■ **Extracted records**
- - - -
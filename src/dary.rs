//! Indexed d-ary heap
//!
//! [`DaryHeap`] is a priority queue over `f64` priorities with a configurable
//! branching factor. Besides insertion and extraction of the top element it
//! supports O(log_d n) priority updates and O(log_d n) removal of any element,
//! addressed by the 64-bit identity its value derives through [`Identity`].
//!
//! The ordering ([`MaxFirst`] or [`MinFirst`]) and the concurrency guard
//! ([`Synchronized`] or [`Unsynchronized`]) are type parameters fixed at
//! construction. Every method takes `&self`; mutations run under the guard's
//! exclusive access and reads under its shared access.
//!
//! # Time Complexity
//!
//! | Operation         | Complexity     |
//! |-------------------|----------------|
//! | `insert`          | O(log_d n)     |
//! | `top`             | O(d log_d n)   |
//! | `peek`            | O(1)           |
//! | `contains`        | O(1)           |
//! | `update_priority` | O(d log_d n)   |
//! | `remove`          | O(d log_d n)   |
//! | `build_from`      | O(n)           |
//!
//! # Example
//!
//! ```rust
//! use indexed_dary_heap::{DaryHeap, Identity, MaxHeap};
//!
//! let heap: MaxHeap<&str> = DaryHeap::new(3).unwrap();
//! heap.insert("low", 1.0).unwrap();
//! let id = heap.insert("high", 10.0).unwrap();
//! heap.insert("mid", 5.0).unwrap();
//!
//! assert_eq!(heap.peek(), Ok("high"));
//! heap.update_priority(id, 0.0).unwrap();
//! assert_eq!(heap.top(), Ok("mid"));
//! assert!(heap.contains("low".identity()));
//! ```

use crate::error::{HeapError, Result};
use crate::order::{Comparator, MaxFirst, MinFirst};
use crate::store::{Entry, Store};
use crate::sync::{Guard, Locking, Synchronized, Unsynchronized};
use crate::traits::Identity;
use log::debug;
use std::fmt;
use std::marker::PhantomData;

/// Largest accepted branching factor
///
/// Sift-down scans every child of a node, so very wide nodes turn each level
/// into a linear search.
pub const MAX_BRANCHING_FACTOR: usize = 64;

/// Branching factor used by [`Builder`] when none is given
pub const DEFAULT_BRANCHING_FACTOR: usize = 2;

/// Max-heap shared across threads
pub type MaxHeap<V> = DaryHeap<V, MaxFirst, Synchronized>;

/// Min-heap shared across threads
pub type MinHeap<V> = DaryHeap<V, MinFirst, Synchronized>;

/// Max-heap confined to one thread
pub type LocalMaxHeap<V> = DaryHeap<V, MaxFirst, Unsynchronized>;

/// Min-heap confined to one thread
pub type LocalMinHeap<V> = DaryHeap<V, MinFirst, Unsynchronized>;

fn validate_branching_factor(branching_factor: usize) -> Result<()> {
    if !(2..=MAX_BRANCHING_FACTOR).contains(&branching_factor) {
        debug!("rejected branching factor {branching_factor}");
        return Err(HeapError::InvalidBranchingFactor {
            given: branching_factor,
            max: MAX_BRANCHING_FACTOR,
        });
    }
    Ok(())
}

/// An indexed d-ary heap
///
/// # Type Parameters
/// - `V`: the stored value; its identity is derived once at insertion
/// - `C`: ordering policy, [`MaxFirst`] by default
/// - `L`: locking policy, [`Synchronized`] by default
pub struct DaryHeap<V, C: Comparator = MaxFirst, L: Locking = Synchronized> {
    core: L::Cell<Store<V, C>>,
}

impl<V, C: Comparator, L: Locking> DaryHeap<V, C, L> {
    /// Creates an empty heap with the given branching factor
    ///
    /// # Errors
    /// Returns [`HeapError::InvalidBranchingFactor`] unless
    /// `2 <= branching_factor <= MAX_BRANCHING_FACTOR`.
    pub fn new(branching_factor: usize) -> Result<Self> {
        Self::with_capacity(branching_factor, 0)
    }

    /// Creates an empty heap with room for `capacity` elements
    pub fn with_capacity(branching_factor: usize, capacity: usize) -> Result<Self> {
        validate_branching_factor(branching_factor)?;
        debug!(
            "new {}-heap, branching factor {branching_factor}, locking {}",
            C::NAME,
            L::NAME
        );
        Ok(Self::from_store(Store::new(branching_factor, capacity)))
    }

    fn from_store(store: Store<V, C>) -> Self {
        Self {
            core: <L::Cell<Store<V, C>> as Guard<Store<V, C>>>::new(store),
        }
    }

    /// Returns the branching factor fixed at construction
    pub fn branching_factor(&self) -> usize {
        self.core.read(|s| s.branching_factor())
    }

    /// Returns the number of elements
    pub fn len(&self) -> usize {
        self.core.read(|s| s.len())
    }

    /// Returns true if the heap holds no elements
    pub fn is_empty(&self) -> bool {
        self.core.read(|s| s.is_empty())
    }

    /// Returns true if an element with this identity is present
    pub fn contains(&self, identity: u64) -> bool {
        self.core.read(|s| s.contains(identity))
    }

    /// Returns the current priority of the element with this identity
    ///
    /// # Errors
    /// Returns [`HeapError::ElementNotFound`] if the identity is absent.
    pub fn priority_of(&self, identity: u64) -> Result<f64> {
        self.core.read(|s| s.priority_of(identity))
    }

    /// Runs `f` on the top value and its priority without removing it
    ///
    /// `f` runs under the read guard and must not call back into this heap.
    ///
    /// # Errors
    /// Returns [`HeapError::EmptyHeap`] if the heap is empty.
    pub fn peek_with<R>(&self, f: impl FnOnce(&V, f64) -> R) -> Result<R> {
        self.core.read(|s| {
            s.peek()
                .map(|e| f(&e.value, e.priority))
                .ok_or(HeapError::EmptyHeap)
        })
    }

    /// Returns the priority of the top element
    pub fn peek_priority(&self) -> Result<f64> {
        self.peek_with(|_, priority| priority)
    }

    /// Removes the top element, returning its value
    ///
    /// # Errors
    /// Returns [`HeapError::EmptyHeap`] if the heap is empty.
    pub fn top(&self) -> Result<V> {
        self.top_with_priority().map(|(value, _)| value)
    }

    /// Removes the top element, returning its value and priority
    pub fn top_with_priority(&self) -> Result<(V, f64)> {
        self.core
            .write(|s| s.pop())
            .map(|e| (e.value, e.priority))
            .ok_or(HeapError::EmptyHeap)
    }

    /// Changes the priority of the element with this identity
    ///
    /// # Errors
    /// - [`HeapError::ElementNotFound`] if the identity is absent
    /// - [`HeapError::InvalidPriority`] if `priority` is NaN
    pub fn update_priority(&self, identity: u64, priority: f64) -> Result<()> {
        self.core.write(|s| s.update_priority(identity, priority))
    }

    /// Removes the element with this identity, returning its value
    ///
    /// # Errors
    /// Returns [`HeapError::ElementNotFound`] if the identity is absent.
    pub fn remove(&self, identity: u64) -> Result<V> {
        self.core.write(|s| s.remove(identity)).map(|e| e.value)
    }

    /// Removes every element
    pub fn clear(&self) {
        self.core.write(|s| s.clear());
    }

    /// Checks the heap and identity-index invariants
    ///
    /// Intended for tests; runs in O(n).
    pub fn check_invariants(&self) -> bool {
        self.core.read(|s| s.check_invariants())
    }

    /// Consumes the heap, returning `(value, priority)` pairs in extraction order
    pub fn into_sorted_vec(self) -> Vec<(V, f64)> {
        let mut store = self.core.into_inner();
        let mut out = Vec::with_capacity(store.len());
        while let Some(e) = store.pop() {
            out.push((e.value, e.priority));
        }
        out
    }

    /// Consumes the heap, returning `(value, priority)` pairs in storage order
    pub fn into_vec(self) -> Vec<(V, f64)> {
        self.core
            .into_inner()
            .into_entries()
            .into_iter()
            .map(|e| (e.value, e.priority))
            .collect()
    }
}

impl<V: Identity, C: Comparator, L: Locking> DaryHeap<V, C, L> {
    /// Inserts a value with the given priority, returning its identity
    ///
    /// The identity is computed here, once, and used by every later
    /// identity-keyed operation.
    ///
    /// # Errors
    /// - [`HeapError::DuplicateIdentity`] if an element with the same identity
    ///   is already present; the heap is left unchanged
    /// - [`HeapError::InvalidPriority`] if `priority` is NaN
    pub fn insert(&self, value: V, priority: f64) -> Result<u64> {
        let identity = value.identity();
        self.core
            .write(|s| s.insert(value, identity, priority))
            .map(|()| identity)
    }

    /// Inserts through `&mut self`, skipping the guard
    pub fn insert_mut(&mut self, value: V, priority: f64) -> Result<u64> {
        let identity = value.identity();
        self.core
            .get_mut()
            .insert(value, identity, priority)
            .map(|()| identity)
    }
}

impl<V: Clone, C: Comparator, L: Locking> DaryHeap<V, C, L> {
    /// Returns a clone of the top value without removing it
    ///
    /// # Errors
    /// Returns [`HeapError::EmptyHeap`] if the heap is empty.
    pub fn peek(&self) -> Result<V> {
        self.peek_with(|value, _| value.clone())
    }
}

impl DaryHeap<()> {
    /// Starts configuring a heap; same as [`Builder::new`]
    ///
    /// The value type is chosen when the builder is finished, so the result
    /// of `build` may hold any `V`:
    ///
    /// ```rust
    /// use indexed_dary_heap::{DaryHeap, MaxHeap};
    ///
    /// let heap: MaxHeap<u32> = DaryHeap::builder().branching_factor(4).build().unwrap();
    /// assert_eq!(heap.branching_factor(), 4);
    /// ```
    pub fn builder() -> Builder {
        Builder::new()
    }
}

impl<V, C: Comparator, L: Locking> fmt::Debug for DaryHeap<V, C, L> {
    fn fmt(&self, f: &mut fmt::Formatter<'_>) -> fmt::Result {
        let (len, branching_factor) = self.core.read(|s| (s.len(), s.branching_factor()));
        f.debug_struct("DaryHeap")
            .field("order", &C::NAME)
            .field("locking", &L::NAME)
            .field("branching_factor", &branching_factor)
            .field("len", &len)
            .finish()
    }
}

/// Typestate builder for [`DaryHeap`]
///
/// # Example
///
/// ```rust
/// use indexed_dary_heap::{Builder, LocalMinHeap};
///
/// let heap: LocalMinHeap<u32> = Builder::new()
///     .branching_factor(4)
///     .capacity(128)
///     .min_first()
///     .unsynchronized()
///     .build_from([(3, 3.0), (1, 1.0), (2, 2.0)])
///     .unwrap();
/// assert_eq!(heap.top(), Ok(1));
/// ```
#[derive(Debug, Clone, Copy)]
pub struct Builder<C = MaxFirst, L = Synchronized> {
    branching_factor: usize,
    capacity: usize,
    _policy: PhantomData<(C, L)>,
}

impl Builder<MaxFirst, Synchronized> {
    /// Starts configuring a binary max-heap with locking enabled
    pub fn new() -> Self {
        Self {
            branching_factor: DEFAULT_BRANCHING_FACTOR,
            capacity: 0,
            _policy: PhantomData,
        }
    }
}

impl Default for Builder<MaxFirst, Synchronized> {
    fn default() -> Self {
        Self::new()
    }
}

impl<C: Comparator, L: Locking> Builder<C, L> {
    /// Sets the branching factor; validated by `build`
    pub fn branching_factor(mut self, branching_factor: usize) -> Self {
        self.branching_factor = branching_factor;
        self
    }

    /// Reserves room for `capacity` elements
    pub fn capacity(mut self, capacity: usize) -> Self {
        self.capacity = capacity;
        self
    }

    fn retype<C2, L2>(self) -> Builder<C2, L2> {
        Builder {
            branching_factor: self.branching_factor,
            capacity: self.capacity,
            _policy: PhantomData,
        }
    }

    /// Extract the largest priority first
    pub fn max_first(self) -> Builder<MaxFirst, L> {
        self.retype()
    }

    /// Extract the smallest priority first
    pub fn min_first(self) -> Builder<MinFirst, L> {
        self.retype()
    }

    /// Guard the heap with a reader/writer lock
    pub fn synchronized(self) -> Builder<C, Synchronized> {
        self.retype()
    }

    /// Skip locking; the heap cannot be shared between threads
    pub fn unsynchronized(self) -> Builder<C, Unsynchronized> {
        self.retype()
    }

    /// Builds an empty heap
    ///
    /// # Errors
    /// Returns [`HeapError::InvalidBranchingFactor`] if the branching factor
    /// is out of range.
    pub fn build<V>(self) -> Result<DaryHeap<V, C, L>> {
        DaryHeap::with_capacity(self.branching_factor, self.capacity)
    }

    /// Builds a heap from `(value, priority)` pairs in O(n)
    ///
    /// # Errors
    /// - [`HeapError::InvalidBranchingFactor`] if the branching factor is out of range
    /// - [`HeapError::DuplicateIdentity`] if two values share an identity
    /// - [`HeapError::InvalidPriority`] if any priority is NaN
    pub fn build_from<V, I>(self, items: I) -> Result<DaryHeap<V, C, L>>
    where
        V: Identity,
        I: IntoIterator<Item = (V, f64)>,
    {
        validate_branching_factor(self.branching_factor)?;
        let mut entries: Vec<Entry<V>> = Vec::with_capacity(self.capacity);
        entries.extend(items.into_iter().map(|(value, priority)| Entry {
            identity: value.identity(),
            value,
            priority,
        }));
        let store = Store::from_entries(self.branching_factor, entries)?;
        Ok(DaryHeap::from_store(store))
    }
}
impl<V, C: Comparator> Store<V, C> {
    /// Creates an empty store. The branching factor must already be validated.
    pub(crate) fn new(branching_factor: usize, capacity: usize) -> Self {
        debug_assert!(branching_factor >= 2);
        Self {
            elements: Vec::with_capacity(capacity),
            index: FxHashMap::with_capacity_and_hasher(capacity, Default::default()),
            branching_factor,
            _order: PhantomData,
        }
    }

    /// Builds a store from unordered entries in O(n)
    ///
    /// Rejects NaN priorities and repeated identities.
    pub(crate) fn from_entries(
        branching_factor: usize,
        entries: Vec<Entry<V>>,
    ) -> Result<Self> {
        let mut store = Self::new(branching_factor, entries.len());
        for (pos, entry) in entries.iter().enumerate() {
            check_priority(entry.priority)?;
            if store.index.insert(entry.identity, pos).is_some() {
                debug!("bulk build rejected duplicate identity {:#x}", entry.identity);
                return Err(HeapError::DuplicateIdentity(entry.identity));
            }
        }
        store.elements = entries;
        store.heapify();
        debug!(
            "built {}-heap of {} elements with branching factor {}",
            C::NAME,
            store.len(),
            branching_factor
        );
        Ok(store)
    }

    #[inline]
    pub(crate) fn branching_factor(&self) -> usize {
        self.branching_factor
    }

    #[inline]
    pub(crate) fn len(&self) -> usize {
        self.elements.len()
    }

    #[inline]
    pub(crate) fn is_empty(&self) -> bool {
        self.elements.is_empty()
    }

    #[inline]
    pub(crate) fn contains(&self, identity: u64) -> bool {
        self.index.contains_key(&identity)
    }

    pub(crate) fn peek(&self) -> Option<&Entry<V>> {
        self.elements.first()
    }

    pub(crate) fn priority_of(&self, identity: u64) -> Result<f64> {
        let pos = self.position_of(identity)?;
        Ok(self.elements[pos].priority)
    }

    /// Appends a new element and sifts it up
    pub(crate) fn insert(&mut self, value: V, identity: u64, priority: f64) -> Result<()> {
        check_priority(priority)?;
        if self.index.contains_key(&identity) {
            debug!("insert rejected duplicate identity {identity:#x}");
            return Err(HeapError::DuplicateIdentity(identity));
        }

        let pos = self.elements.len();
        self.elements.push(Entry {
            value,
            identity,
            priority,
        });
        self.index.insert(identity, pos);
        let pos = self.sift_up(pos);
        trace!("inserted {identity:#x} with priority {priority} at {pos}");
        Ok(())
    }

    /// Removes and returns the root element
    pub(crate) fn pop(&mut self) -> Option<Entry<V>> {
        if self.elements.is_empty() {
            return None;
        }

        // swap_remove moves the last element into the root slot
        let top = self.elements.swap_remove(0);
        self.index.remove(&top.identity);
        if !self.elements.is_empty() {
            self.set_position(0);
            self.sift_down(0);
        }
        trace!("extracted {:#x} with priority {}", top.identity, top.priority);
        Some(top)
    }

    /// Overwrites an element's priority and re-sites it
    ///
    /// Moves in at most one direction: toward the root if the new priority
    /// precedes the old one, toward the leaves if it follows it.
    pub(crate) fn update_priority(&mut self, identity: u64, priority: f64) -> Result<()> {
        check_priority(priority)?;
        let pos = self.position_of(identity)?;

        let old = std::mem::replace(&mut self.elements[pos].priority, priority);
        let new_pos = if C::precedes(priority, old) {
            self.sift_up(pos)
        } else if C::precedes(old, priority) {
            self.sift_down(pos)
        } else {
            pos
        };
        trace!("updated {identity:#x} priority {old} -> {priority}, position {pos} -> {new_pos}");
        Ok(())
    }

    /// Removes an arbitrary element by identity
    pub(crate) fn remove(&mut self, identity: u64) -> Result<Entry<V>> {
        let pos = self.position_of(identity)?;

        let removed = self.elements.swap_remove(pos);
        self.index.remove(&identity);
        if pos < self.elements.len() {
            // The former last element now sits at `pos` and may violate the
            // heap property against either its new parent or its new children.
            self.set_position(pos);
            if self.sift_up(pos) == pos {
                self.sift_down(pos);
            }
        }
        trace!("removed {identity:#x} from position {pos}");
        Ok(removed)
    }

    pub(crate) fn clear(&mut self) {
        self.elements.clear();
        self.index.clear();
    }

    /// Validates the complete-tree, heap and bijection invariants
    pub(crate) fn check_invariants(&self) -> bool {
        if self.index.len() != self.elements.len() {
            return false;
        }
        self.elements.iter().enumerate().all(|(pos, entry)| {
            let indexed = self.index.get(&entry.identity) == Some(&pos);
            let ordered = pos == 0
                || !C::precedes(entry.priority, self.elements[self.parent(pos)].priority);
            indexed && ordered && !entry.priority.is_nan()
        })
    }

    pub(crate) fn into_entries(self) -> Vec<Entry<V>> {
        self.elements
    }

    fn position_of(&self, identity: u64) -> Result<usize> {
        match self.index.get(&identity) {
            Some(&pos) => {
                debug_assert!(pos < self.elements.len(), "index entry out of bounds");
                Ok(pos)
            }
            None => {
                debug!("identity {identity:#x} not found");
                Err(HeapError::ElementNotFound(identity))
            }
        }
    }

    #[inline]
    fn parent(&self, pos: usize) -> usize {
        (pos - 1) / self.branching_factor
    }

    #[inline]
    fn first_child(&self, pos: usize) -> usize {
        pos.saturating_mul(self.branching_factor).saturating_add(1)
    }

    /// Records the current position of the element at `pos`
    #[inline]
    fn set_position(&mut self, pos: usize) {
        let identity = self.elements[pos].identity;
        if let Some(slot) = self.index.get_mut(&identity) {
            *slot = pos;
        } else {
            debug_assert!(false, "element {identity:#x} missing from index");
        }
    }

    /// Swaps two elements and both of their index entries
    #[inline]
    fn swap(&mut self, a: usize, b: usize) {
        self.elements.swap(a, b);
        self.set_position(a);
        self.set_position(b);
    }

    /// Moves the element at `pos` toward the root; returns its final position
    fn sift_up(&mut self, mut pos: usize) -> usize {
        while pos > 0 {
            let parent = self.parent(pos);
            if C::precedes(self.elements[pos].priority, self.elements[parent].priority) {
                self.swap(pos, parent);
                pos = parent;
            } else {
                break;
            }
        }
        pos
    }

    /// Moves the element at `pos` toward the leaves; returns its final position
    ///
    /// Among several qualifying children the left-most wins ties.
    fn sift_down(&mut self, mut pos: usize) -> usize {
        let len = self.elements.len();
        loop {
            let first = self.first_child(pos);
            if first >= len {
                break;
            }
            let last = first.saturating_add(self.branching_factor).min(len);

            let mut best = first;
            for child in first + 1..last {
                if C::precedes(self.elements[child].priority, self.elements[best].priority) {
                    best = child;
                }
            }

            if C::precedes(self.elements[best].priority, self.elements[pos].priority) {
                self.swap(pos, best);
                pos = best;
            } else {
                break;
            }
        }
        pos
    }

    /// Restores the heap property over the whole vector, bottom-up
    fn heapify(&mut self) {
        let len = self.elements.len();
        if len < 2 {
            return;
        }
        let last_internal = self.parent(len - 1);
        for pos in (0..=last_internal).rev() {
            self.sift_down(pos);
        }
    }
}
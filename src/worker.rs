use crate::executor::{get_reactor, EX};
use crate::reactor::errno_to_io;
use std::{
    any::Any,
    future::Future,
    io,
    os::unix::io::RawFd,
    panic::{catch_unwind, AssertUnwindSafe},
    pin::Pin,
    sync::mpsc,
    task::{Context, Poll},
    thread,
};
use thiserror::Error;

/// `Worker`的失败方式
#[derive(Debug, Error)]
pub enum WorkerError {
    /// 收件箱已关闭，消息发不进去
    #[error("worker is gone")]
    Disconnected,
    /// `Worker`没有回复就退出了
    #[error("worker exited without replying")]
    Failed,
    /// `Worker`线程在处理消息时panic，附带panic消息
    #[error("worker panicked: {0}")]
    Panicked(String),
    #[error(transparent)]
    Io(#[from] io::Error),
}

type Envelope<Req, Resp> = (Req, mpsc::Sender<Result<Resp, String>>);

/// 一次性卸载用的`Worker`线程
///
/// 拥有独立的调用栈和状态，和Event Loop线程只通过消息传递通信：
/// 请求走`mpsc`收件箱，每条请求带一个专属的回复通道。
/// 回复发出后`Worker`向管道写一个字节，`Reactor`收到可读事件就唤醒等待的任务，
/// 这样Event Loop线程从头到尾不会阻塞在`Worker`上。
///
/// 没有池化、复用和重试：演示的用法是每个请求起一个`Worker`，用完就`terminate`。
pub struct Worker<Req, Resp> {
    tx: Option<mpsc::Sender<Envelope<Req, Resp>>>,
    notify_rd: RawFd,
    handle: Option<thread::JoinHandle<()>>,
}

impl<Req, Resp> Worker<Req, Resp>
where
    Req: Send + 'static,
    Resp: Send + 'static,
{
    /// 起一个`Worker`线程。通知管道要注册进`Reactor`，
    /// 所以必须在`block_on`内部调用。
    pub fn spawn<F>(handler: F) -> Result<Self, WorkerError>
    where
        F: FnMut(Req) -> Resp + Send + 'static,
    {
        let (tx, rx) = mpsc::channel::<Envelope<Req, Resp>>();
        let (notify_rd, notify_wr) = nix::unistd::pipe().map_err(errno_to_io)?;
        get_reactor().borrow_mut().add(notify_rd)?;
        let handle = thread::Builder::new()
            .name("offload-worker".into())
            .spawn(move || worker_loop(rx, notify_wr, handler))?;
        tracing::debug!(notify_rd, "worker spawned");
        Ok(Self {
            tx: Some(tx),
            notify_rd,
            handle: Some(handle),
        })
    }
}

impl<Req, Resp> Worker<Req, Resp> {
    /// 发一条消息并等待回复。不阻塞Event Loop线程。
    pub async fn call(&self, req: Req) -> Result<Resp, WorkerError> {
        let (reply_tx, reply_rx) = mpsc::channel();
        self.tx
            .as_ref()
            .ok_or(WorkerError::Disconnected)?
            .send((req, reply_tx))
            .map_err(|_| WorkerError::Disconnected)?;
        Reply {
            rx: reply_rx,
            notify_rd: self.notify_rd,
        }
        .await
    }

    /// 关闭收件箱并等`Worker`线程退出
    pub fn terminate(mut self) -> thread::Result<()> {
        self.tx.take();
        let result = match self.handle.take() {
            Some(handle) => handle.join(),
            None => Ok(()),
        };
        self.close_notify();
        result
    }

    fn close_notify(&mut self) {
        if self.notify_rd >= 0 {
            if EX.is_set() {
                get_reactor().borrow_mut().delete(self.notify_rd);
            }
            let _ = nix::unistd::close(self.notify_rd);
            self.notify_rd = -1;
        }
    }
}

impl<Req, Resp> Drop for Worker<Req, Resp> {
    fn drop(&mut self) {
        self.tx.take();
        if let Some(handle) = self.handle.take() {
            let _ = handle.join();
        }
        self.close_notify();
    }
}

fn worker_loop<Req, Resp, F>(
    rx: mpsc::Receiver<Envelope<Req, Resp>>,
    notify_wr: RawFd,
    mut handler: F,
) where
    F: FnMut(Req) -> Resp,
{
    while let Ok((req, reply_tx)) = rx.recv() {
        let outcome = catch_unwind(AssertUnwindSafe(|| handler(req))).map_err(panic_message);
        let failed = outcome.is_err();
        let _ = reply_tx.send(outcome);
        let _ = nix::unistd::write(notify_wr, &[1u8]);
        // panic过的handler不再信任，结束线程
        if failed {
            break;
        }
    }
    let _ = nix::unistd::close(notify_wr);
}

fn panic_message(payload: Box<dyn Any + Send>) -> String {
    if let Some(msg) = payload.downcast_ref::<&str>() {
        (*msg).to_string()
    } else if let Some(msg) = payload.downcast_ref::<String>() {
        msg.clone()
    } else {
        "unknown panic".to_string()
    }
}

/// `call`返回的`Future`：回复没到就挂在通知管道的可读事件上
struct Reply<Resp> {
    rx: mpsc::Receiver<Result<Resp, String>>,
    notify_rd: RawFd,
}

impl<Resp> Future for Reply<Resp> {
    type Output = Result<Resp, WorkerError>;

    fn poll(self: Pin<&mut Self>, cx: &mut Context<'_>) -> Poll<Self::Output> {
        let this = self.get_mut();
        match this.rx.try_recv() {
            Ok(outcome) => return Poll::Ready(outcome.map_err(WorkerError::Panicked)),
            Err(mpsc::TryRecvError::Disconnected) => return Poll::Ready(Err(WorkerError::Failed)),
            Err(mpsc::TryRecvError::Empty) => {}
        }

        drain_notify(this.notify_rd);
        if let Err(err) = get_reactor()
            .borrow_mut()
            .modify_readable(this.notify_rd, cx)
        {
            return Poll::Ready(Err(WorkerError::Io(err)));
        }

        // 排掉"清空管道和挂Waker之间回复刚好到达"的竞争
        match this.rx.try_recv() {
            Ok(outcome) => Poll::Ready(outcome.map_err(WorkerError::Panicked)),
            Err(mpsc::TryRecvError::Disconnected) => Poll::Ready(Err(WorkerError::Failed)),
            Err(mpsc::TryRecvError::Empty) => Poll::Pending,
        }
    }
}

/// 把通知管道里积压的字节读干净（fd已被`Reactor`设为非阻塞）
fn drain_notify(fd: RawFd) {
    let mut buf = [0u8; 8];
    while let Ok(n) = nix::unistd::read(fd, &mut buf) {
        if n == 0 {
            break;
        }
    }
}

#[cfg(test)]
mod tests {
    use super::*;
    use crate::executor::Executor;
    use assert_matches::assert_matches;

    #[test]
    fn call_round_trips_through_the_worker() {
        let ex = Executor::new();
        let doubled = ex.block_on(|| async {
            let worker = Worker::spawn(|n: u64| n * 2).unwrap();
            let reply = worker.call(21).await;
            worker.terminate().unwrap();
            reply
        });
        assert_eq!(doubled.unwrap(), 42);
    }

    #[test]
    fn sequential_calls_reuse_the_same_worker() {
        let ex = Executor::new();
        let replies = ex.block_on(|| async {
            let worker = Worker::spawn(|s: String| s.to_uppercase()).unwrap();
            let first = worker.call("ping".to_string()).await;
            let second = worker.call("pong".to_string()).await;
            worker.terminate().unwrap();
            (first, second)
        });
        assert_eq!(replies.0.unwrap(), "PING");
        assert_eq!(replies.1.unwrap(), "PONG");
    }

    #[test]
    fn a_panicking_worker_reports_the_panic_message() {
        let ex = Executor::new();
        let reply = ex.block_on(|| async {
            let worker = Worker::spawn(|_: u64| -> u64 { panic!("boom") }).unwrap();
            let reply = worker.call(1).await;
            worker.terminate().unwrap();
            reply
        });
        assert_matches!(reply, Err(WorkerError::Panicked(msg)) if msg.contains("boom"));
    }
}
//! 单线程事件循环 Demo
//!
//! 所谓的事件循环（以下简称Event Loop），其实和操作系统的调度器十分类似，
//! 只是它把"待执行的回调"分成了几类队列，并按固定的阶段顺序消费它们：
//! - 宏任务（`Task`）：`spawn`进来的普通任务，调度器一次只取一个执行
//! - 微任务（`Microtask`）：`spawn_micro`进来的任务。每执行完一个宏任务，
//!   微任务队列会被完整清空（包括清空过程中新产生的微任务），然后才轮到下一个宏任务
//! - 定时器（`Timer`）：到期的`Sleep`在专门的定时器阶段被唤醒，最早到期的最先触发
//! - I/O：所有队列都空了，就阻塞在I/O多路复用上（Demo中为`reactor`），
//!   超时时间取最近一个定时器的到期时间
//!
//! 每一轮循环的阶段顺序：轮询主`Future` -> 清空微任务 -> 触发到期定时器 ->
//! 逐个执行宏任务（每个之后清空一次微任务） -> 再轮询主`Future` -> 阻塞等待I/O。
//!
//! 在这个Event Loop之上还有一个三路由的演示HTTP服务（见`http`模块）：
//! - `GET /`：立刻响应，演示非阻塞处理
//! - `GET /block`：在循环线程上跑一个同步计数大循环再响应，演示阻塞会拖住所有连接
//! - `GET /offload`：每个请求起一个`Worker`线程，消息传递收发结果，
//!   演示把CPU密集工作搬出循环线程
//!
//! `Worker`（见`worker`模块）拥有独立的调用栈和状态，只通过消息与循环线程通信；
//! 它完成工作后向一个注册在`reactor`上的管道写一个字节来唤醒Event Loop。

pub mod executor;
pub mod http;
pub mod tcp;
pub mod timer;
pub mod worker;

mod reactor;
- - - -
■ **GOAL OF THE EXERCISE**
Looking at the records, report the number of lines that hold the string "given", with no other text.

■ **ANSWER FOR THIS EXERCISE**
4